Possibly Etim Bassey Ekpenyong
Vicinity of Calabar, Cross River State, Nigeria
Early 20th century
Wood, animal skin, plant fiber, bone, dye
41.5 x 85.5 x 22.3 cm (16 5/16 x 33 11/16 x 8 3/4 in.)
Gift of Walt Disney World Co., a subsidiary of The Walt Disney Company, 2005-6-1
COMPARING ANIMAL-SKIN MASKS | Startling beauty. From an outsider’s perspective, the facial features of this mask covered with animal skin may appear fierce. Yet, the mask actually depicts an ideal beauty, a young woman with perfectly filed teeth and a distinctive coiffure worn to signal her readiness for marriage.
Scholar Keith Nicklin, a specialist of the masking traditions of southeastern Nigeria, speculated that this mask was the work of Etim Bassey Ekpenyong, a distinguished Efik carver also credited with a mask that appears in the movie The Wizard of Oz (1939).
Cross River State, Nigeria
Late 19th to early 20th century
Wood, animal skin, basketry, cane, metal
53.5 x 56 x 56 cm (21 1/16 x 22 1/16 x 22 1/16 in.)

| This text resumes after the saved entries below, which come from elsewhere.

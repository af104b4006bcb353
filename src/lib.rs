pub mod avatar;
pub mod cli;
pub mod config;
pub mod model;
pub mod router;
pub mod tui;

pub use crate::model::{Profile, ROSTER};
pub use crate::router::{ProfileSnapshot, Route, Router};
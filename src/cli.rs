use clap::{Parser, Subcommand};

#[derive(Parser, Debug)]
#[command(
    name = "roster",
    version,
    about = "Roster: a terminal list of user profile cards with a detail view"
)]
pub struct Cli {
    #[command(subcommand)]
    pub command: Option<Commands>,
    /// Never fetch remote avatars; show placeholders only
    #[arg(long = "no-fetch", global = true)]
    pub no_fetch: bool,
}

#[derive(Subcommand, Debug)]
pub enum Commands {
    /// Launch the interactive TUI (the default when no command is given)
    Tui,
    /// Print the roster to stdout without the TUI
    List,
    /// Manage the config file
    Config {
        #[command(subcommand)]
        cmd: ConfigCmd,
    },
}

#[derive(Subcommand, Debug)]
pub enum ConfigCmd {
    /// Show the config file contents
    Show,
    /// Print the config file path
    Path,
    /// Write the default config
    Reset,
    /// Set a single key
    Set { key: String, value: String },
    /// Get a single key
    Get { key: String },
}
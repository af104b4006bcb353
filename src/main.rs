mod avatar;
mod cli;
mod config;
mod model;
mod router;
mod tui;

use anyhow::Result;
use clap::Parser;
use cli::{Cli, Commands, ConfigCmd};
use owo_colors::OwoColorize;

#[tokio::main]
async fn main() -> Result<()> {
    let cli = Cli::parse();
    let mut cfg = config::GlobalConfig::load();
    // CLI flag wins over the config file.
    if cli.no_fetch {
        cfg.fetch_avatars = false;
    }

    match cli.command {
        None | Some(Commands::Tui) => tui::launch_tui(&cfg).await,
        Some(Commands::List) => {
            print_roster();
            Ok(())
        }
        Some(Commands::Config { cmd }) => handle_config(cmd),
    }
}

fn print_roster() {
    for profile in model::ROSTER.iter() {
        if profile.online {
            println!(
                "{} {} ({})",
                "●".green(),
                profile.name,
                profile.status_label().green()
            );
        } else {
            println!(
                "{} {} ({})",
                "○".red(),
                profile.name.dimmed(),
                profile.status_label().red()
            );
        }
    }
}

fn handle_config(cmd: ConfigCmd) -> Result<()> {
    match cmd {
        ConfigCmd::Show => config::show_config(),
        ConfigCmd::Path => println!("{}", config::config_path().display()),
        ConfigCmd::Reset => {
            config::reset_config()?;
            println!("[config] Wrote defaults to {}", config::config_path().display());
        }
        ConfigCmd::Set { key, value } => config::set_config_key(&key, &value),
        ConfigCmd::Get { key } => match config::get_config_key(&key) {
            Some(val) => println!("{}", val.trim()),
            None => println!("[config] Key not set: {key}"),
        },
    }
    Ok(())
}
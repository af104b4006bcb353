// Image-loading collaborator for the TUI: given a URL it asynchronously
// produces a small circular pixel grid, or leaves the placeholder in place.
// Nothing here ever surfaces an error to the list or router logic.

use image::DynamicImage;
use image::imageops::FilterType;
use std::collections::HashMap;
use std::sync::{Arc, Mutex};
use thiserror::Error;

/// Avatar diameter in pixels on the list screen. Rendered as half-block
/// cells, so a grid of N pixels occupies N/2 terminal rows.
pub const CARD_AVATAR_PX: u32 = 8;
/// Avatar diameter in pixels on the detail screen.
pub const DETAIL_AVATAR_PX: u32 = 24;

#[derive(Debug, Error)]
pub enum AvatarError {
    #[error("avatar download failed: {0}")]
    Fetch(#[from] reqwest::Error),
    #[error("avatar decode failed: {0}")]
    Decode(#[from] image::ImageError),
}

/// A decoded avatar, center-cropped to a square, downsampled to `size`
/// pixels per side and masked to a circular viewport. Pixels outside the
/// circle are `None`.
#[derive(Debug, Clone, PartialEq, Eq)]
pub struct AvatarImage {
    size: u32,
    pixels: Vec<Option<(u8, u8, u8)>>,
}

impl AvatarImage {
    pub fn decode(bytes: &[u8], size: u32) -> Result<Self, AvatarError> {
        let img = image::load_from_memory(bytes)?;
        Ok(Self::from_image(&img, size))
    }

    pub fn from_image(img: &DynamicImage, size: u32) -> Self {
        let (w, h) = image::GenericImageView::dimensions(img);
        let side = w.min(h).max(1);
        let square = img.crop_imm((w - side) / 2, (h - side) / 2, side, side);
        let rgb = square
            .resize_exact(size, size, FilterType::Triangle)
            .to_rgb8();
        let radius = size as f32 / 2.0;
        let mut pixels = Vec::with_capacity((size * size) as usize);
        for y in 0..size {
            for x in 0..size {
                let dx = x as f32 + 0.5 - radius;
                let dy = y as f32 + 0.5 - radius;
                if dx * dx + dy * dy <= radius * radius {
                    let p = rgb.get_pixel(x, y).0;
                    pixels.push(Some((p[0], p[1], p[2])));
                } else {
                    pixels.push(None);
                }
            }
        }
        Self { size, pixels }
    }

    pub fn size(&self) -> u32 {
        self.size
    }

    /// `None` outside the circular mask.
    pub fn pixel(&self, x: u32, y: u32) -> Option<(u8, u8, u8)> {
        if x >= self.size || y >= self.size {
            return None;
        }
        self.pixels[(y * self.size + x) as usize]
    }
}

#[derive(Debug, Clone)]
pub enum AvatarEntry {
    Pending,
    Ready(AvatarImage),
    Failed,
}

/// Shared cache keyed by (url, size). The draw loop reads it every frame;
/// fetch tasks write into it whenever they finish. A fetch whose screen is
/// gone just leaves an entry nobody reads.
#[derive(Clone, Default)]
pub struct AvatarCache {
    inner: Arc<Mutex<HashMap<(String, u32), AvatarEntry>>>,
}

impl AvatarCache {
    pub fn new() -> Self {
        Self::default()
    }

    pub fn get(&self, url: &str, size: u32) -> Option<AvatarEntry> {
        let map = self.inner.lock().unwrap();
        map.get(&(url.to_string(), size)).cloned()
    }

    fn insert(&self, url: String, size: u32, entry: AvatarEntry) {
        let mut map = self.inner.lock().unwrap();
        map.insert((url, size), entry);
    }

    /// Kick off a background fetch unless one already ran (or is running)
    /// for this url/size. Safe to call every time a screen becomes visible.
    pub fn spawn_fetch(&self, url: &str, size: u32) {
        {
            let mut map = self.inner.lock().unwrap();
            let key = (url.to_string(), size);
            if map.contains_key(&key) {
                return;
            }
            map.insert(key, AvatarEntry::Pending);
        }
        let cache = self.clone();
        let url = url.to_string();
        tokio::spawn(async move {
            let entry = match fetch_and_decode(&url, size).await {
                Ok(img) => AvatarEntry::Ready(img),
                Err(_) => AvatarEntry::Failed,
            };
            cache.insert(url, size, entry);
        });
    }
}

async fn fetch_and_decode(url: &str, size: u32) -> Result<AvatarImage, AvatarError> {
    let bytes = reqwest::get(url).await?.bytes().await?;
    AvatarImage::decode(&bytes, size)
}

#[cfg(test)]
mod tests {
    use super::*;
    use image::{ImageFormat, RgbImage};
    use std::io::Cursor;

    fn solid_png(w: u32, h: u32, rgb: [u8; 3]) -> Vec<u8> {
        let img = RgbImage::from_pixel(w, h, image::Rgb(rgb));
        let mut buf = Vec::new();
        DynamicImage::ImageRgb8(img)
            .write_to(&mut Cursor::new(&mut buf), ImageFormat::Png)
            .unwrap();
        buf
    }

    #[test]
    fn decode_masks_corners_and_keeps_center() {
        let bytes = solid_png(64, 64, [10, 200, 30]);
        let avatar = AvatarImage::decode(&bytes, 8).unwrap();
        assert_eq!(avatar.size(), 8);
        assert_eq!(avatar.pixel(4, 4), Some((10, 200, 30)));
        assert_eq!(avatar.pixel(0, 0), None);
        assert_eq!(avatar.pixel(7, 7), None);
        assert_eq!(avatar.pixel(8, 4), None);
    }

    #[test]
    fn decode_center_crops_non_square_input() {
        let bytes = solid_png(120, 40, [90, 90, 90]);
        let avatar = AvatarImage::decode(&bytes, 8).unwrap();
        assert_eq!(avatar.pixel(4, 3), Some((90, 90, 90)));
    }

    #[test]
    fn decode_rejects_garbage_bytes() {
        assert!(AvatarImage::decode(b"not an image", 8).is_err());
    }

    #[tokio::test]
    async fn failed_fetch_lands_as_failed_entry() {
        let cache = AvatarCache::new();
        cache.spawn_fetch("http://127.0.0.1:1/none.png", 8);
        // Entry is Pending immediately, then flips to Failed.
        for _ in 0..50 {
            match cache.get("http://127.0.0.1:1/none.png", 8) {
                Some(AvatarEntry::Failed) => return,
                Some(AvatarEntry::Pending) | None => {
                    tokio::time::sleep(std::time::Duration::from_millis(20)).await
                }
                Some(AvatarEntry::Ready(_)) => panic!("fetch to closed port cannot succeed"),
            }
        }
        panic!("fetch never resolved");
    }
}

Gift of Walt Disney World Co., a subsidiary of The Walt Disney Company, 2005-6-19
COMPARING ANIMAL-SKIN MASKS | Well-coiffed. The hairstyle of this double-faced mask may be an exaggeration of the coiffure of a young woman who has completed her coming-of-age rituals and is thus ready for marriage. Throughout the Cross River region, masks covered with animal skin were owned by men’s associations and performed at initiation rituals and funerary rites commemorating association members.